* YOUR INSTRUCTIONS
The entries below contain a line with "pub struct Decoder" and a line with "self.max_iterations, &mut state.ldpc_scratch)". Quote exactly those two lines and all lines between them.

*** Opening of SUPPLIED MATERIAL ***

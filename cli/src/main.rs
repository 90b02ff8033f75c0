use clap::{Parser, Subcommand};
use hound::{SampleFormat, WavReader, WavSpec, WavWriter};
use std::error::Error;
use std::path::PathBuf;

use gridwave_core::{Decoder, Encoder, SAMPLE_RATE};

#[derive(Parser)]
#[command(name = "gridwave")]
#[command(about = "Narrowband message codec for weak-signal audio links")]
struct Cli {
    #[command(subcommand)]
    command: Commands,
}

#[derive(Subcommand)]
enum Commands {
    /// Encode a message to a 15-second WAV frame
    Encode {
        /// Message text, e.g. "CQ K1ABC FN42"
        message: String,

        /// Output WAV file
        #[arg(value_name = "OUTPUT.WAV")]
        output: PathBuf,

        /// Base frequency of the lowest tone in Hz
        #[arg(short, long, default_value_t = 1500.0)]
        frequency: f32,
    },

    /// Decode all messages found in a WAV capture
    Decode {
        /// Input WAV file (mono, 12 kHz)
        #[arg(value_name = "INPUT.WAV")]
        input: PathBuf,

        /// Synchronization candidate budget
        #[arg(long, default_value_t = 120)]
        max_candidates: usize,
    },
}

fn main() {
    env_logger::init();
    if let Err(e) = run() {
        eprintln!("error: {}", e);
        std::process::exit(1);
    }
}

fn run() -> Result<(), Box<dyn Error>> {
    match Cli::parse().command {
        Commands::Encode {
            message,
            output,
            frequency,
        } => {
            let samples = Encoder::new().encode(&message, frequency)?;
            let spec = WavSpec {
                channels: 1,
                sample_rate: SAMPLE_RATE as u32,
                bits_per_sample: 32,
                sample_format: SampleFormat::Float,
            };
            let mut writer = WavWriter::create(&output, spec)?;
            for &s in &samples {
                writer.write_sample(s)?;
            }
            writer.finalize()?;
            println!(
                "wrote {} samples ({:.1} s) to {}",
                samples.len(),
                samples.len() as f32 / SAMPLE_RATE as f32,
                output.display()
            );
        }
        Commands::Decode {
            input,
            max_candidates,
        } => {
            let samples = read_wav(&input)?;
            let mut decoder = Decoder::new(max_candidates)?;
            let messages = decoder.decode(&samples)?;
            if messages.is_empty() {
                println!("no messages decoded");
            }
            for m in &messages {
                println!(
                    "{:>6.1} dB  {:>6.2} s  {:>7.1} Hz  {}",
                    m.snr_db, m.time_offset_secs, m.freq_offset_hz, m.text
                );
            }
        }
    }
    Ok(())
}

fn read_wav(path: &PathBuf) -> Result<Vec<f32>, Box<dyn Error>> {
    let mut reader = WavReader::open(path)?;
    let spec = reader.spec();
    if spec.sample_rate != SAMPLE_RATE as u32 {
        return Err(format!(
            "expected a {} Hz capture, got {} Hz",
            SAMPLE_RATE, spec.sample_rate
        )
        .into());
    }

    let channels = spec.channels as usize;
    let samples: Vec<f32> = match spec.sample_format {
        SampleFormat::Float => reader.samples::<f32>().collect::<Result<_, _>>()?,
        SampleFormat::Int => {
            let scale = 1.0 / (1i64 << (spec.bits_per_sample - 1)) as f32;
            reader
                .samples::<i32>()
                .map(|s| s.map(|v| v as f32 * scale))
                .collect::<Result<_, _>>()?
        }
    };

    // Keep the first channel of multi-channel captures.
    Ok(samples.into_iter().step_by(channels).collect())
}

*** Close of SUPPLIED MATERIAL ***
*** Opening of SUPPLIED MATERIAL ***

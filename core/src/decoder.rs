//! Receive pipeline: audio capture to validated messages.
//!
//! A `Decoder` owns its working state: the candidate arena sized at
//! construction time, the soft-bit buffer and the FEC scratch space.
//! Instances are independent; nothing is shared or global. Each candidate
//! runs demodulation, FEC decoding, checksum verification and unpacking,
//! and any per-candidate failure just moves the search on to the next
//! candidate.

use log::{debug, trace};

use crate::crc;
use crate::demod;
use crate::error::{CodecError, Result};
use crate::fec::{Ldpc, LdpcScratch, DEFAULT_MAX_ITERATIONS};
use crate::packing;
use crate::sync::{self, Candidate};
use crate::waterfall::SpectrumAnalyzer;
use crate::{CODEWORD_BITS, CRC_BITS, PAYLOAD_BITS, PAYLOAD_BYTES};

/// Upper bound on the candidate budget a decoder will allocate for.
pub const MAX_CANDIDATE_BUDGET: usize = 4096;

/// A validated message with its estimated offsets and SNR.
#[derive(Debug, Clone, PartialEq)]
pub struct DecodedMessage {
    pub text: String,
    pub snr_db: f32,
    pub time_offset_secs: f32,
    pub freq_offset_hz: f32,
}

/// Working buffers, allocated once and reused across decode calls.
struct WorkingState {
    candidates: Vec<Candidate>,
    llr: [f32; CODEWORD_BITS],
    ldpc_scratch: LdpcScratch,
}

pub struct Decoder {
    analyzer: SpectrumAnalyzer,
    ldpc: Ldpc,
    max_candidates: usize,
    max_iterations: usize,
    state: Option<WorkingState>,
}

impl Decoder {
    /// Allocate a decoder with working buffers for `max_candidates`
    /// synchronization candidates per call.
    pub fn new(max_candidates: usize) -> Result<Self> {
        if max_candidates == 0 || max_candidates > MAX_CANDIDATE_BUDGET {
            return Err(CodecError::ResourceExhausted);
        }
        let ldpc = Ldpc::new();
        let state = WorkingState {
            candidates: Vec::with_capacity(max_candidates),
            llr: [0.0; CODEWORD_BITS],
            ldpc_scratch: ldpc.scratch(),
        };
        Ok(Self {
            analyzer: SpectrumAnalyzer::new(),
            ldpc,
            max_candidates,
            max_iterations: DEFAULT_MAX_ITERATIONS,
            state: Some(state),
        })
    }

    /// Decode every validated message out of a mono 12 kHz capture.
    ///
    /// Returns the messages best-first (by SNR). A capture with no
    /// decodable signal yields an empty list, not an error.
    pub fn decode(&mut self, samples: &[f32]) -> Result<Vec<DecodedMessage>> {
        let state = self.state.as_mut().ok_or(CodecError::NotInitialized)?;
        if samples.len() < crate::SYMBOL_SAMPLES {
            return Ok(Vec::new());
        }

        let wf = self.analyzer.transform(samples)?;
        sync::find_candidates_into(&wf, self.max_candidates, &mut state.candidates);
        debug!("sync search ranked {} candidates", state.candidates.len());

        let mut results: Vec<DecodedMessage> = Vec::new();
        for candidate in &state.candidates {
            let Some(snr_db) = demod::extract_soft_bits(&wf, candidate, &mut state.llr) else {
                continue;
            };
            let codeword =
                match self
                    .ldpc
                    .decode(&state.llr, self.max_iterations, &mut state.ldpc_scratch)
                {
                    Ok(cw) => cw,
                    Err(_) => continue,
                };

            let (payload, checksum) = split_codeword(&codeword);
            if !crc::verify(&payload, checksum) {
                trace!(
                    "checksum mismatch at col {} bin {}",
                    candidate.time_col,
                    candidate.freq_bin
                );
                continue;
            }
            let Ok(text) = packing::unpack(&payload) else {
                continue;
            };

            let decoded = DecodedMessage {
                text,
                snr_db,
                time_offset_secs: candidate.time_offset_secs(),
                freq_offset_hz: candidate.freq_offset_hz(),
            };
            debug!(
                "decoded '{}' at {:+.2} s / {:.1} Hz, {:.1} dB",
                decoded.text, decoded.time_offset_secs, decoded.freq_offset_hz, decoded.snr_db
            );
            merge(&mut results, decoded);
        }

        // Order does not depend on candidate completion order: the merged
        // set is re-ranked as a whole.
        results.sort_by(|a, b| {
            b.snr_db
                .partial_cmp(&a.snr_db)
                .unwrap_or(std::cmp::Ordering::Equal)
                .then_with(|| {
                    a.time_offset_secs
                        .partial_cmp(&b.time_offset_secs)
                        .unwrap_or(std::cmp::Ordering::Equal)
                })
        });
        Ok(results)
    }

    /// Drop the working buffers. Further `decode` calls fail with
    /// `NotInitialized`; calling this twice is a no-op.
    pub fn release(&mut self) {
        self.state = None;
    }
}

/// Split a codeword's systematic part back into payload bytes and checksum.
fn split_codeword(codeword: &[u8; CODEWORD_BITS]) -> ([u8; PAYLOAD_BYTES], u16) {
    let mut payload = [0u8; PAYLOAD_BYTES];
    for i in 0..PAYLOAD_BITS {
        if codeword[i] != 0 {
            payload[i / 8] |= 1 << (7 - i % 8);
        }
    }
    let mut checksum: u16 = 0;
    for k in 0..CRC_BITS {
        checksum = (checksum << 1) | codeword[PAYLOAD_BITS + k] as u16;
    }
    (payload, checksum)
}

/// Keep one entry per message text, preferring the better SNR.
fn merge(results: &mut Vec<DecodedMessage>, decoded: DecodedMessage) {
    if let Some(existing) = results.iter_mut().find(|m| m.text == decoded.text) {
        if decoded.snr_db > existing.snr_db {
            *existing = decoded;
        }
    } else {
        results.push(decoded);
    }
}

*** Close of SUPPLIED MATERIAL ***
*** Opening of SUPPLIED MATERIAL ***

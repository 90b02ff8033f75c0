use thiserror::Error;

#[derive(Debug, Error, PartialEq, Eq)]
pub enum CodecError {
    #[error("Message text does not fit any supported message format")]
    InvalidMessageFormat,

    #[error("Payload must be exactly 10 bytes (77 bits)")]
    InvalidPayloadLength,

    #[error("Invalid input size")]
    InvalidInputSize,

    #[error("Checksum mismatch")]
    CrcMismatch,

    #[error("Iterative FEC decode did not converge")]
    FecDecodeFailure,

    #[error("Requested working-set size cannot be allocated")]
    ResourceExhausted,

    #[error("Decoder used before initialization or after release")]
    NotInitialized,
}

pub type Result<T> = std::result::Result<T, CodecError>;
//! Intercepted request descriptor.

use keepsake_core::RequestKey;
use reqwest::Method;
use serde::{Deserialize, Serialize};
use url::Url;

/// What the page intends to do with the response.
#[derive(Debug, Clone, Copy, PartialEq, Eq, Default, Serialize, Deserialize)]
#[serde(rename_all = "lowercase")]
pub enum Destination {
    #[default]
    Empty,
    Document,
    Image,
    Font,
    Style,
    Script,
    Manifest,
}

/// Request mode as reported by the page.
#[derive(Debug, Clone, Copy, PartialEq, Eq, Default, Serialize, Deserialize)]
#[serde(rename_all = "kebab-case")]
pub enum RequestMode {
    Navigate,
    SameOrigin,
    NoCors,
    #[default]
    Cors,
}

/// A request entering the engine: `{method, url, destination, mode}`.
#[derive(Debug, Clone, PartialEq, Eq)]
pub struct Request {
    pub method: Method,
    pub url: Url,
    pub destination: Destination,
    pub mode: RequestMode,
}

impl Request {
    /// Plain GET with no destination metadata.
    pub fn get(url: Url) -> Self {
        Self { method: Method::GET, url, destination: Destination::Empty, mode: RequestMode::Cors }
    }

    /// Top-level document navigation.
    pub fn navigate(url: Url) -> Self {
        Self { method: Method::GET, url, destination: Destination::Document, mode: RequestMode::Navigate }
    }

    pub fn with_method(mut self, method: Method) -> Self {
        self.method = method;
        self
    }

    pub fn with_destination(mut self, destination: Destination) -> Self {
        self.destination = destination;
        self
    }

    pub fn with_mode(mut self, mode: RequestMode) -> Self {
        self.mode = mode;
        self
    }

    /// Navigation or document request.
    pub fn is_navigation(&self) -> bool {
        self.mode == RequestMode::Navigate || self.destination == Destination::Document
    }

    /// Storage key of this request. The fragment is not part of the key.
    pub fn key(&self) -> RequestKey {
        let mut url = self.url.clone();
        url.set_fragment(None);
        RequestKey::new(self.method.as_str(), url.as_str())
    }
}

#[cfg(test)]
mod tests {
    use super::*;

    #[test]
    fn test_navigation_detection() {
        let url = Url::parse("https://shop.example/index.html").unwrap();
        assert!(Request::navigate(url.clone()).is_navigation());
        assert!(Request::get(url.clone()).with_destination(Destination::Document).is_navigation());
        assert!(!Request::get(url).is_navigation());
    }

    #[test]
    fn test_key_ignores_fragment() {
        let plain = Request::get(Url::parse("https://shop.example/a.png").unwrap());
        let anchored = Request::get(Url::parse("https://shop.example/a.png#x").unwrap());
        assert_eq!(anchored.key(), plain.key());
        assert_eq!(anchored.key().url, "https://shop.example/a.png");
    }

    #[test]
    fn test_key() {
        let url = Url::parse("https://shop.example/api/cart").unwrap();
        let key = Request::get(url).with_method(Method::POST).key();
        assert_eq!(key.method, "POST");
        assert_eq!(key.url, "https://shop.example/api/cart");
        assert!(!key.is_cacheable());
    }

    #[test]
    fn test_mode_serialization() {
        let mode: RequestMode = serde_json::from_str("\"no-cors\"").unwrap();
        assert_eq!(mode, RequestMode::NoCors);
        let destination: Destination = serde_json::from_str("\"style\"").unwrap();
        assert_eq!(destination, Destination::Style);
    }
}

*** Close of SUPPLIED MATERIAL ***

* SOLUTION TO THE EXERCISE
pub struct Decoder {
    analyzer: SpectrumAnalyzer,
    ldpc: Ldpc,
    max_candidates: usize,
    max_iterations: usize,
    state: Option<WorkingState>,
}

impl Decoder {
    /// Allocate a decoder with working buffers for `max_candidates`
    /// synchronization candidates per call.
    pub fn new(max_candidates: usize) -> Result<Self> {
        if max_candidates == 0 || max_candidates > MAX_CANDIDATE_BUDGET {
            return Err(CodecError::ResourceExhausted);
        }
        let ldpc = Ldpc::new();
        let state = WorkingState {
            candidates: Vec::with_capacity(max_candidates),
            llr: [0.0; CODEWORD_BITS],
            ldpc_scratch: ldpc.scratch(),
        };
        Ok(Self {
            analyzer: SpectrumAnalyzer::new(),
            ldpc,
            max_candidates,
            max_iterations: DEFAULT_MAX_ITERATIONS,
            state: Some(state),
        })
    }

    /// Decode every validated message out of a mono 12 kHz capture.
    ///
    /// Returns the messages best-first (by SNR). A capture with no
    /// decodable signal yields an empty list, not an error.
    pub fn decode(&mut self, samples: &[f32]) -> Result<Vec<DecodedMessage>> {
        let state = self.state.as_mut().ok_or(CodecError::NotInitialized)?;
        if samples.len() < crate::SYMBOL_SAMPLES {
            return Ok(Vec::new());
        }

        let wf = self.analyzer.transform(samples)?;
        sync::find_candidates_into(&wf, self.max_candidates, &mut state.candidates);
        debug!("sync search ranked {} candidates", state.candidates.len());

        let mut results: Vec<DecodedMessage> = Vec::new();
        for candidate in &state.candidates {
            let Some(snr_db) = demod::extract_soft_bits(&wf, candidate, &mut state.llr) else {
                continue;
            };
            let codeword =
                match self
                    .ldpc
                    .decode(&state.llr, self.max_iterations, &mut state.ldpc_scratch)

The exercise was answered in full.